The rescheduling petition brief claims that the DEA’s denial was “not serious, nor was it how Congress imagined the agency would conduct itself upon receiving petitions presenting meaningful arguments and recent evidence that call into question the propriety of an extant scheduling placement.”
The suit also claims that if the DEA is correct in its assessment, then all rescheduling petitions would be “futile.”
The suit also calls for the court to force the DEA to request scientific and medical evaluations regarding the matter from the (HHS) secretary. “There is every reason to believe that the HHS would conclude, as it has in the past, that a Schedule II placement is justified for an unapproved substance under these exceptional circumstances,” states the suit.
Advocates Step In
Psilocybin advocate groups and experts are now pressing the court to support Aggarwal. Amicus briefs have been submitted to the court by groups like NORML, End of Life Washington, EvergreenHealth, A Sacred Passing, Pancreatic Cancer North America and the Global Wellness Institute.
NORML’s brief said that the DEA’s denial of the petition could leave terminally ill patients in a lurch without recourse. “When considering appeals from the denials of rescheduling petitions, this Court should consider the real-world effect that lengthy delays have on patients who have no other options available and wish to try breakthrough therapies, such as psilocybin or cannabis. These procedural delays of the past—which often amounted to years, if not decades—should not be countenanced going forward,” wrote the advocacy group.

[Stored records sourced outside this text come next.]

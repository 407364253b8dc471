//! Blob measurements produced by the capture collaborator.

use chrono::{DateTime, Utc};
use serde::{Deserialize, Serialize};

use crate::coords::{Axis, CoordinateSpace, Point2, Transformer};

/// A single detected blob.
///
/// Immutable once captured; derived values are new measurements.
#[derive(Debug, Clone, PartialEq, Serialize, Deserialize)]
#[serde(rename_all = "camelCase")]
pub struct BlobMeasurement {
    pub x: f64,
    pub y: f64,
    /// Blob diameter, expressed along the X axis of `space`.
    pub size: f64,
    /// Detector confidence.
    pub response: f64,
    pub captured_at: DateTime<Utc>,
    pub space: CoordinateSpace,
}

impl BlobMeasurement {
    pub fn new(x: f64, y: f64, size: f64, response: f64, space: CoordinateSpace) -> Self {
        Self {
            x,
            y,
            size,
            response,
            captured_at: Utc::now(),
            space,
        }
    }

    pub fn position(&self) -> Point2 {
        Point2::new(self.x, self.y, self.space)
    }

    /// Position component along an axis.
    pub fn get(&self, axis: Axis) -> f64 {
        self.position().get(axis)
    }

    /// Re-express this measurement in another space, keeping timestamp and response.
    pub fn normalized(&self, transformer: &Transformer, to: CoordinateSpace) -> BlobMeasurement {
        let p = transformer.convert(self.position(), to);
        BlobMeasurement {
            x: p.x,
            y: p.y,
            size: transformer.delta(self.size, Axis::X, self.space, to),
            response: self.response,
            captured_at: self.captured_at,
            space: to,
        }
    }

    /// Shorthand for normalizing into pattern space.
    pub fn to_pattern(&self, transformer: &Transformer) -> BlobMeasurement {
        self.normalized(transformer, CoordinateSpace::Pattern)
    }
}

#[cfg(test)]
mod tests {
    use super::*;

    #[test]
    fn test_to_pattern_converts_position_and_size() {
        let t = Transformer::for_image(1000.0, 500.0);
        let m = BlobMeasurement::new(750.0, 125.0, 50.0, 0.9, CoordinateSpace::Camera);
        let p = m.to_pattern(&t);

        assert_eq!(p.space, CoordinateSpace::Pattern);
        assert!((p.x - 0.5).abs() < 1e-12);
        assert!((p.y + 0.5).abs() < 1e-12);
        assert!((p.size - 0.1).abs() < 1e-12);
        assert_eq!(p.captured_at, m.captured_at);
        assert_eq!(p.response, 0.9);
    }
}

A brief from End of Life Washington, EvergreenHealth, A Sacred Passing, Pancreatic Cancer North America and the Global Wellness Institute, and a number of researchers claimed that the agency’s refusal to consider rescheduling psilocybin creates a cycle that makes it impossible to research whether the drug is medically viable.

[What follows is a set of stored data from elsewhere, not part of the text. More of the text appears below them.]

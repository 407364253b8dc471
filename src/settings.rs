//! Persisted calibration settings.
//! Stored in the platform-specific config directory via `directories::ProjectDirs`.

use serde::{Deserialize, Serialize};
use std::fs;
use std::path::{Path, PathBuf};
use thiserror::Error;

use crate::calibration::{AlignmentSettings, RetryPolicy, RunMode, RunnerConfig};
use crate::coords::Roi;
use crate::stats::OutlierOptions;
use crate::step_test::{ActuatorLimits, StepTestSettings, DEFAULT_DELTA_STEPS};

/// Errors from persisting settings.
#[derive(Error, Debug)]
pub enum SettingsError {
    #[error("Cannot determine config directory")]
    NoConfigDir,
    #[error("Settings I/O failed: {0}")]
    Io(#[from] std::io::Error),
    #[error("Failed to serialize settings: {0}")]
    Json(#[from] serde_json::Error),
}

/// Calibration settings that can be saved and loaded.
#[derive(Debug, Clone, PartialEq, Serialize, Deserialize)]
#[serde(default)]
pub struct CalibrationSettings {
    /// Grid rows
    pub grid_rows: u32,
    /// Grid columns
    pub grid_cols: u32,
    /// Camera image width in pixels
    pub image_width: f64,
    /// Camera image height in pixels
    pub image_height: f64,
    /// Region of interest in viewport units (optional)
    pub roi: Option<Roi>,
    /// Drive mode ("auto" or "step")
    pub mode: String,
    /// Step-test perturbation in actuator steps
    pub delta_steps: i32,
    /// Array mount rotation in degrees
    pub rotation_degrees: f64,
    /// Lower actuator bound in steps
    pub min_steps: i32,
    /// Upper actuator bound in steps
    pub max_steps: i32,
    /// Capture timeout in milliseconds
    pub capture_timeout_ms: u64,
    /// Motor command timeout in milliseconds
    pub motor_timeout_ms: u64,
    /// Capture attempts per measurement
    pub capture_attempts: u32,
    /// Attempts per absolute move
    pub motor_attempts: u32,
    /// Delay between attempts in milliseconds
    pub retry_delay_ms: u64,
    /// Outlier threshold in normalized MADs
    pub mad_threshold: f64,
    /// Gap between tiles relative to the tile footprint
    pub gap_ratio: f64,
    /// Alignment iterations per tile (0 disables alignment)
    pub alignment_iterations: u32,
    /// Alignment tolerance in pattern units
    pub alignment_tolerance: f64,
    /// Move speed in steps per second (0 = controller default)
    pub move_speed_sps: u32,
    /// Home all controllers before the first tile
    pub home_all_on_start: bool,
    /// Where the CLI writes the run summary
    pub summary_path: String,
}

impl Default for CalibrationSettings {
    fn default() -> Self {
        let limits = ActuatorLimits::default();
        let retry = RetryPolicy::default();
        let alignment = AlignmentSettings::default();
        Self {
            grid_rows: 2,
            grid_cols: 3,
            image_width: 1920.0,
            image_height: 1080.0,
            roi: None,
            mode: "auto".to_string(),
            delta_steps: DEFAULT_DELTA_STEPS,
            rotation_degrees: 0.0,
            min_steps: limits.min_steps,
            max_steps: limits.max_steps,
            capture_timeout_ms: 5000,
            motor_timeout_ms: 10_000,
            capture_attempts: retry.capture_attempts,
            motor_attempts: retry.motor_attempts,
            retry_delay_ms: retry.retry_delay_ms,
            mad_threshold: OutlierOptions::default().mad_threshold,
            gap_ratio: 0.0,
            alignment_iterations: alignment.max_iterations,
            alignment_tolerance: alignment.tolerance,
            move_speed_sps: 0,
            home_all_on_start: true,
            summary_path: "calibration_summary.json".to_string(),
        }
    }
}

impl CalibrationSettings {
    /// Get the config directory path.
    pub fn config_dir() -> Option<PathBuf> {
        directories::ProjectDirs::from("com", "moderras", "tile-calibration")
            .map(|dirs| dirs.config_dir().to_path_buf())
    }

    /// Get the settings file path.
    pub fn settings_path() -> Option<PathBuf> {
        Self::config_dir().map(|dir| dir.join("settings.json"))
    }

    /// Load settings from the config file, falling back to defaults.
    pub fn load() -> Self {
        match Self::settings_path() {
            Some(path) => Self::load_from(&path),
            None => Self::default(),
        }
    }

    /// Load settings from `path`. Missing or unreadable files yield defaults.
    pub fn load_from(path: &Path) -> Self {
        let loaded: Self = fs::read_to_string(path)
            .ok()
            .and_then(|content| serde_json::from_str(&content).ok())
            .unwrap_or_default();
        loaded.backfilled()
    }

    /// Replace zero or empty fields, as written by older config files, with defaults.
    fn backfilled(mut self) -> Self {
        let defaults = Self::default();
        if self.grid_rows == 0 {
            self.grid_rows = defaults.grid_rows;
        }
        if self.grid_cols == 0 {
            self.grid_cols = defaults.grid_cols;
        }
        if self.image_width <= 0.0 {
            self.image_width = defaults.image_width;
        }
        if self.image_height <= 0.0 {
            self.image_height = defaults.image_height;
        }
        if self.mode.is_empty() {
            self.mode = defaults.mode;
        }
        if self.min_steps >= self.max_steps {
            self.min_steps = defaults.min_steps;
            self.max_steps = defaults.max_steps;
        }
        if self.capture_attempts == 0 {
            self.capture_attempts = defaults.capture_attempts;
        }
        if self.motor_attempts == 0 {
            self.motor_attempts = defaults.motor_attempts;
        }
        if self.mad_threshold <= 0.0 {
            self.mad_threshold = defaults.mad_threshold;
        }
        if self.alignment_tolerance <= 0.0 {
            self.alignment_tolerance = defaults.alignment_tolerance;
        }
        if self.summary_path.is_empty() {
            self.summary_path = defaults.summary_path;
        }
        self
    }

    /// Save settings to the config file.
    pub fn save(&self) -> Result<PathBuf, SettingsError> {
        let path = Self::settings_path().ok_or(SettingsError::NoConfigDir)?;
        self.save_to(&path)?;
        Ok(path)
    }

    /// Save settings to `path`, creating parent directories as needed.
    pub fn save_to(&self, path: &Path) -> Result<(), SettingsError> {
        if let Some(dir) = path.parent() {
            fs::create_dir_all(dir)?;
        }
        let content = serde_json::to_string_pretty(self)?;
        fs::write(path, content)?;
        Ok(())
    }

    pub fn run_mode(&self) -> RunMode {
        match self.mode.to_lowercase().as_str() {
            "step" => RunMode::Step,
            _ => RunMode::Auto,
        }
    }

    /// Runner configuration described by these settings.
    pub fn to_runner_config(&self) -> RunnerConfig {
        let step_test = StepTestSettings::default()
            .with_delta_steps(self.delta_steps)
            .with_rotation(self.rotation_degrees)
            .with_limits(ActuatorLimits::new(self.min_steps, self.max_steps));

        RunnerConfig::default()
            .with_mode(self.run_mode())
            .with_image_size(self.image_width, self.image_height)
            .with_roi(self.roi)
            .with_step_test(step_test)
            .with_timeouts(self.capture_timeout_ms, self.motor_timeout_ms)
            .with_retry(RetryPolicy {
                capture_attempts: self.capture_attempts,
                motor_attempts: self.motor_attempts,
                retry_delay_ms: self.retry_delay_ms,
            })
            .with_outliers(OutlierOptions::default().with_threshold(self.mad_threshold))
            .with_gap_ratio(self.gap_ratio)
            .with_alignment(AlignmentSettings {
                max_iterations: self.alignment_iterations,
                tolerance: self.alignment_tolerance,
            })
            .with_move_speed((self.move_speed_sps > 0).then_some(self.move_speed_sps))
            .with_home_all_on_start(self.home_all_on_start)
    }
}

#[cfg(test)]
mod tests {
    use super::*;
    use uuid::Uuid;

    fn temp_settings_path() -> PathBuf {
        std::env::temp_dir()
            .join(format!("tile-calibration-{}", Uuid::new_v4()))
            .join("settings.json")
    }

    #[test]
    fn test_save_and_load() {
        let path = temp_settings_path();
        let settings = CalibrationSettings {
            grid_rows: 4,
            mode: "step".to_string(),
            roi: Some(Roi::new(0.1, 0.2, 0.5, 0.5)),
            ..Default::default()
        };

        settings.save_to(&path).unwrap();
        let loaded = CalibrationSettings::load_from(&path);

        assert_eq!(loaded.grid_rows, 4);
        assert_eq!(loaded.run_mode(), RunMode::Step);
        assert_eq!(loaded.roi, settings.roi);
        let _ = fs::remove_dir_all(path.parent().unwrap());
    }

    #[test]
    fn test_missing_file_yields_defaults() {
        let loaded = CalibrationSettings::load_from(&temp_settings_path());
        assert_eq!(loaded, CalibrationSettings::default());
    }

    #[test]
    fn test_backfill_older_file() {
        let path = temp_settings_path();
        fs::create_dir_all(path.parent().unwrap()).unwrap();
        fs::write(&path, r#"{"grid_rows": 0, "grid_cols": 5, "mode": "", "capture_attempts": 0}"#)
            .unwrap();

        let loaded = CalibrationSettings::load_from(&path);
        let defaults = CalibrationSettings::default();

        assert_eq!(loaded.grid_rows, defaults.grid_rows);
        assert_eq!(loaded.grid_cols, 5);
        assert_eq!(loaded.mode, "auto");
        assert_eq!(loaded.capture_attempts, defaults.capture_attempts);
        let _ = fs::remove_dir_all(path.parent().unwrap());
    }

    #[test]
    fn test_to_runner_config() {
        let settings = CalibrationSettings {
            image_width: 640.0,
            image_height: 480.0,
            delta_steps: 50,
            rotation_degrees: 180.0,
            alignment_iterations: 4,
            move_speed_sps: 0,
            ..Default::default()
        };
        let config = settings.to_runner_config();

        assert_eq!(config.mode, RunMode::Auto);
        assert_eq!(config.context.width, 640.0);
        assert_eq!(config.step_test.delta_steps, 50);
        assert_eq!(config.step_test.rotation_degrees, 180.0);
        assert_eq!(config.alignment.max_iterations, 4);
        assert_eq!(config.move_speed_sps, None);
        assert_eq!(config.retry.capture_attempts, 2);
    }
}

The DEA’s “obstinance is founded on an infinity loop of excuses: it cannot consider rescheduling psilocybin until FDA gives its approval, FDA cannot give its approval until extensive safety studies are conducted on psilocybin, and psilocybin’s current scheduling adds prohibitive time and cost to the required extensive studies,” wrote the group.
Reason for Hope and Veteran Mental Health Leadership Coalition’s brief urged the court to vacate the denial of the rescheduling petition in light of psilocybin’s potential for treating PTSD and depression. “Suicide is a national health problem; decreasing Veteran suicide by prioritizing medical research activities is a national priority; and psilocybin-assisted therapy is a promising suicide prevention treatment that has accepted medical use under severe restrictions,” it said.